O racismo é cruel. Ao instituir a superioridade de um grupo racial e a inferioridade de outro, gera diversas perversidades: a excelência e a competência passam a ser percebidas como atributos naturais do grupo racialmente dominante, o que naturaliza sua hegemonia em posto de mando e de poder.

Nunca ouvimos alguém se levantar – além da minoria de mulheres feministas ou militantes negros -, quando um secretariado é composto em sua totalidade por homens brancos. Encara-se como normal.

Não se coloca em questão se a competência ou a qualificação técnica foram devidamente contempladas nas nomeações. Menos ainda nos assustamos quando um engenheiro assume uma pasta da Cultura ou da Saúde. Entende-se que isso se deva às composições partidárias necessárias à governança. Ou, pior, em geral esses ‘‘seres superiores” são considerados ‘‘naturalmente” aptos, a despeito de sua formação ou trajetória profissional, para assumir qualquer cargo de poder.

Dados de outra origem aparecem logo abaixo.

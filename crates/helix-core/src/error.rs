use thiserror::Error;

/// Structured failures surfaced by the scheduler's public API.
///
/// Most of the engine is best-effort (see the module docs on `helix`):
/// a missing basket or SEED during Round continuation abandons the Round
/// rather than raising an error. `SchedulerError` exists only for the
/// handful of operations where the caller needs a typed reason.
#[derive(Debug, Error)]
pub enum SchedulerError {
    #[error("no candidates to select from")]
    EmptyCandidates,

    #[error("invalid spike severity, defaulting to Mild")]
    InvalidSeverity,

    #[error("calibration requires at least {min} items, have {actual}")]
    InsufficientCalibrationItems { min: usize, actual: usize },

    #[error("config override section/key not recognized: {section}.{key}")]
    InvalidConfigOverride { section: String, key: String },

    #[error("lego {lego_id} referenced in loaded state has no matching entry, ignored")]
    MismatchedIds { lego_id: String },
}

O estranhamento se dá quando esse mundo inteligível ao qual nos habituamos sofre alguma alteração. E sobretudo quando ele muda por ações intencionais ditadas pelo princípio democrático de respeito à diversidade.

Os critérios adotados na montagem do secretariado foram, segundo Bené, ‘‘a experiência, a competência, a valorização do servidor de carreira, a inclusão de representantes da sociedade civil, e que todas essas questões tivessem um recorte de gênero e etnia, como foi um compromisso assumido pelo PT…”

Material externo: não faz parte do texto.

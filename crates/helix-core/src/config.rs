//! C1: ConfigResolver (spec §4.1). Three-tier deep-by-section merge of
//! system defaults, course overrides, and learner overrides. The resolver
//! never mutates its source partials; `resolve()` always returns a fresh
//! `LearningConfig`.

use std::collections::HashMap;

use serde::{Deserialize, Serialize};
use serde_json::{Map, Value};

#[derive(Debug, Clone, PartialEq, Serialize, Deserialize)]
#[serde(rename_all = "snake_case")]
pub enum DistributionMethod {
    CardDeal,
    Sequential,
    Custom,
}

#[derive(Debug, Clone, PartialEq, Serialize, Deserialize)]
#[serde(rename_all = "snake_case")]
pub enum ResponseStrategy {
    Repeat,
    Breakdown,
    Alternate,
}

#[derive(Debug, Clone, PartialEq, Serialize, Deserialize)]
pub struct HelixConfig {
    pub thread_count: u8,
    pub initial_seed_count: u32,
    pub distribution_method: DistributionMethod,
    pub content_injection_max_threads: u8,
}

impl Default for HelixConfig {
    fn default() -> Self {
        Self {
            thread_count: 3,
            initial_seed_count: 150,
            distribution_method: DistributionMethod::CardDeal,
            content_injection_max_threads: 2,
        }
    }
}

#[derive(Debug, Clone, PartialEq, Serialize, Deserialize)]
pub struct RepetitionConfig {
    pub initial_reps: u32,
    pub min_reps: u32,
    pub max_reps: u32,
    pub fibonacci_sequence: Vec<u32>,
    pub core_sentence_count: u32,
    pub core_refresh_hours: u32,
    pub adaptive_reps_enabled: bool,
}

impl Default for RepetitionConfig {
    fn default() -> Self {
        Self {
            initial_reps: 7,
            min_reps: 3,
            max_reps: 15,
            fibonacci_sequence: vec![1, 1, 2, 3, 5, 8, 13, 21, 34, 55, 89],
            core_sentence_count: 30,
            core_refresh_hours: 5,
            adaptive_reps_enabled: true,
        }
    }
}

#[derive(Debug, Clone, PartialEq, Serialize, Deserialize)]
pub struct CycleConfig {
    pub pause_duration_ms: u64,
    pub min_pause_ms: u64,
    pub max_pause_ms: u64,
    pub transition_gap_ms: u64,
    pub pause_adapts_to_phrase_length: bool,
}

impl Default for CycleConfig {
    fn default() -> Self {
        Self {
            pause_duration_ms: 3000,
            min_pause_ms: 1000,
            max_pause_ms: 10000,
            transition_gap_ms: 500,
            pause_adapts_to_phrase_length: true,
        }
    }
}

#[derive(Debug, Clone, PartialEq, Serialize, Deserialize)]
pub struct SpikeConfig {
    pub rolling_window_size: usize,
    pub threshold_percent: f64,
    pub response_strategy: ResponseStrategy,
    pub alternate_sequence: Vec<String>,
    pub cooldown_items: u32,
    pub use_stddev_detection: bool,
    pub stddev_threshold: f64,
    pub pause_extension_enabled: bool,
    pub pause_extension_factor: f64,
    pub pause_extension_duration: u32,
}

impl Default for SpikeConfig {
    fn default() -> Self {
        Self {
            rolling_window_size: 10,
            threshold_percent: 150.0,
            response_strategy: ResponseStrategy::Repeat,
            alternate_sequence: vec!["repeat".into(), "breakdown".into()],
            cooldown_items: 3,
            use_stddev_detection: true,
            stddev_threshold: 2.0,
            pause_extension_enabled: true,
            pause_extension_factor: 0.3,
            pause_extension_duration: 3,
        }
    }
}

/// RoundEngine defaults (spec §4.8), configurable per course/learner.
#[derive(Debug, Clone, PartialEq, Serialize, Deserialize)]
pub struct LegoIntroductionConfig {
    pub max_build_phrases: u32,
    pub spaced_rep_interleave_count: u32,
    pub consolidation_count: u32,
    pub eternal_selection_mode: crate::phrase::EternalSelectionMode,
}

impl Default for LegoIntroductionConfig {
    fn default() -> Self {
        Self {
            max_build_phrases: 7,
            spaced_rep_interleave_count: 12,
            consolidation_count: 2,
            eternal_selection_mode: crate::phrase::EternalSelectionMode::RandomUrn,
        }
    }
}

/// `MasteryStateMachine` thresholds (spec §4.4).
#[derive(Debug, Clone, PartialEq, Serialize, Deserialize)]
pub struct MasteryConfig {
    pub advancement_threshold: u32,
    pub fast_track_threshold: u32,
}

impl Default for MasteryConfig {
    fn default() -> Self {
        Self {
            advancement_threshold: 3,
            fast_track_threshold: 5,
        }
    }
}

/// `WeightedSelector` weighting constants (spec §4.5).
#[derive(Debug, Clone, PartialEq, Serialize, Deserialize)]
pub struct SelectorConfig {
    pub staleness_rate: f64,
    pub struggle_multiplier: f64,
    pub recency_window_minutes: f64,
    pub decay_days_threshold: i64,
    pub decay_amount: u32,
}

impl Default for SelectorConfig {
    fn default() -> Self {
        Self {
            staleness_rate: 0.1,
            struggle_multiplier: 0.5,
            recency_window_minutes: 30.0,
            decay_days_threshold: 7,
            decay_amount: 1,
        }
    }
}

/// Continuous performance scoring constants (spec §4.10).
#[derive(Debug, Clone, PartialEq, Serialize, Deserialize)]
pub struct ScoringConfig {
    pub latency_weight: f64,
    pub multiplier_min: f64,
    pub multiplier_max: f64,
}

impl Default for ScoringConfig {
    fn default() -> Self {
        Self {
            latency_weight: 0.6,
            multiplier_min: 0.5,
            multiplier_max: 2.0,
        }
    }
}

#[derive(Debug, Clone, PartialEq, Serialize, Deserialize)]
pub struct ContentInjectionConfig {
    pub enabled: bool,
}

impl Default for ContentInjectionConfig {
    fn default() -> Self {
        Self { enabled: true }
    }
}

#[derive(Debug, Clone, PartialEq, Serialize, Deserialize)]
pub struct OfflineConfig {
    pub enabled: bool,
    pub max_queue_size: u32,
}

impl Default for OfflineConfig {
    fn default() -> Self {
        Self {
            enabled: false,
            max_queue_size: 100,
        }
    }
}

#[derive(Debug, Clone, PartialEq, Serialize, Deserialize)]
pub struct SessionConfig {
    pub default_session_length: u32,
    pub max_session_minutes: u32,
}

impl Default for SessionConfig {
    fn default() -> Self {
        Self {
            default_session_length: 20,
            max_session_minutes: 30,
        }
    }
}

/// Feature gates for optional behaviors (e.g. `"spike_detection"`,
/// `"continuous_scoring"`). Absent keys default to enabled.
#[derive(Debug, Clone, PartialEq, Default, Serialize, Deserialize)]
pub struct FeaturesConfig {
    #[serde(flatten)]
    pub flags: HashMap<String, bool>,
}

impl FeaturesConfig {
    pub fn is_enabled(&self, flag: &str) -> bool {
        self.flags.get(flag).copied().unwrap_or(true)
    }
}

#[derive(Debug, Clone, PartialEq, Serialize, Deserialize)]
pub struct VadConfig {
    pub enabled: bool,
    pub quick_response_ms: u32,
}

impl Default for VadConfig {
    fn default() -> Self {
        Self {
            enabled: false,
            quick_response_ms: 800,
        }
    }
}

#[derive(Debug, Clone, PartialEq, Default, Serialize, Deserialize)]
pub struct LearningConfig {
    pub helix: HelixConfig,
    pub repetition: RepetitionConfig,
    pub cycle: CycleConfig,
    pub spike: SpikeConfig,
    pub mastery: MasteryConfig,
    pub selector: SelectorConfig,
    pub scoring: ScoringConfig,
    pub lego_introduction: LegoIntroductionConfig,
    pub content_injection: ContentInjectionConfig,
    pub offline: OfflineConfig,
    pub session: SessionConfig,
    pub features: FeaturesConfig,
    pub vad: VadConfig,
}

/// One layer of overrides: `section -> key -> value`. Keys absent from the
/// layer fall through to the layer beneath; sections/keys the resolver
/// doesn't recognize are ignored (spec §7 `InvalidConfigOverride`).
pub type ConfigOverrides = HashMap<String, Map<String, Value>>;

#[derive(Debug, Clone, Default)]
pub struct ConfigResolver {
    system_defaults: LearningConfig,
    course_overrides: ConfigOverrides,
    learner_overrides: ConfigOverrides,
}

impl ConfigResolver {
    pub fn new() -> Self {
        Self {
            system_defaults: LearningConfig::default(),
            course_overrides: ConfigOverrides::new(),
            learner_overrides: ConfigOverrides::new(),
        }
    }

    pub fn with_system_defaults(system_defaults: LearningConfig) -> Self {
        Self {
            system_defaults,
            course_overrides: ConfigOverrides::new(),
            learner_overrides: ConfigOverrides::new(),
        }
    }

    /// Deep-by-section merge: system defaults -> course overrides -> learner
    /// overrides. Never mutates the resolver's stored layers.
    pub fn resolve(&self) -> LearningConfig {
        let mut value =
            serde_json::to_value(&self.system_defaults).expect("LearningConfig always serializes");
        Self::merge_layer(&mut value, &self.course_overrides);
        Self::merge_layer(&mut value, &self.learner_overrides);
        serde_json::from_value(value).unwrap_or_else(|_| self.system_defaults.clone())
    }

    fn merge_layer(base: &mut Value, layer: &ConfigOverrides) {
        let Some(base_obj) = base.as_object_mut() else {
            return;
        };
        for (section, keys) in layer {
            let Some(section_obj) = base_obj.get_mut(section).and_then(Value::as_object_mut)
            else {
                tracing::warn!(section, "InvalidConfigOverride: unknown section, ignored");
                continue;
            };
            for (key, val) in keys {
                if section_obj.contains_key(key) {
                    section_obj.insert(key.clone(), val.clone());
                } else {
                    tracing::warn!(section, key, "InvalidConfigOverride: unknown key, ignored");
                }
            }
        }
    }

    pub fn get(&self) -> LearningConfig {
        self.resolve()
    }

    /// Reads a single resolved value by dotted `section.key` path.
    pub fn get_param(&self, section: &str, key: &str) -> Option<Value> {
        let resolved = serde_json::to_value(self.resolve()).ok()?;
        resolved.get(section)?.get(key).cloned()
    }

    pub fn set_course_overrides(&mut self, overrides: ConfigOverrides) {
        self.course_overrides = overrides;
    }

    pub fn set_learner_overrides(&mut self, overrides: ConfigOverrides) {
        self.learner_overrides = overrides;
    }

    /// Upserts a single key within the learner override layer.
    pub fn update_learner_param(&mut self, section: &str, key: &str, value: Value) {
        self.learner_overrides
            .entry(section.to_string())
            .or_default()
            .insert(key.to_string(), value);
    }

    pub fn reset_learner_overrides(&mut self) {
        self.learner_overrides.clear();
    }

    pub fn export_overrides(&self) -> (ConfigOverrides, ConfigOverrides) {
        (self.course_overrides.clone(), self.learner_overrides.clone())
    }

    pub fn import_overrides(&mut self, course: ConfigOverrides, learner: ConfigOverrides) {
        self.course_overrides = course;
        self.learner_overrides = learner;
    }
}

Somente quem pertence a grupos historicamente discriminados sabe dos inúmeros negros, as incontáveis mulheres e homossexuais que deixam de ser lembrados para ocupar posições nas estruturas de poder por essa lógica de exclusão que o racismo e a discriminação determinam.

Combinar os critérios de qualificação técnica com recorte de gênero e de raça é a única maneira de romper com a lógica excludente que historicamente norteia as estruturas de poder do país e, sobretudo, é requisito para o aprofundamento e radicalização de uma perspectiva democrática no Brasil.

Um risco e um desafio que, até o momento, apenas essa mulher, negra e ex-favelada, se dispõe a enfrentar. Coragem típica de quem teve que reescrever com dor e lágrimas o próprio destino. Certamente ela pagará um alto preço pela ousadia. Que Deus a proteja porque os homens não terão complacência!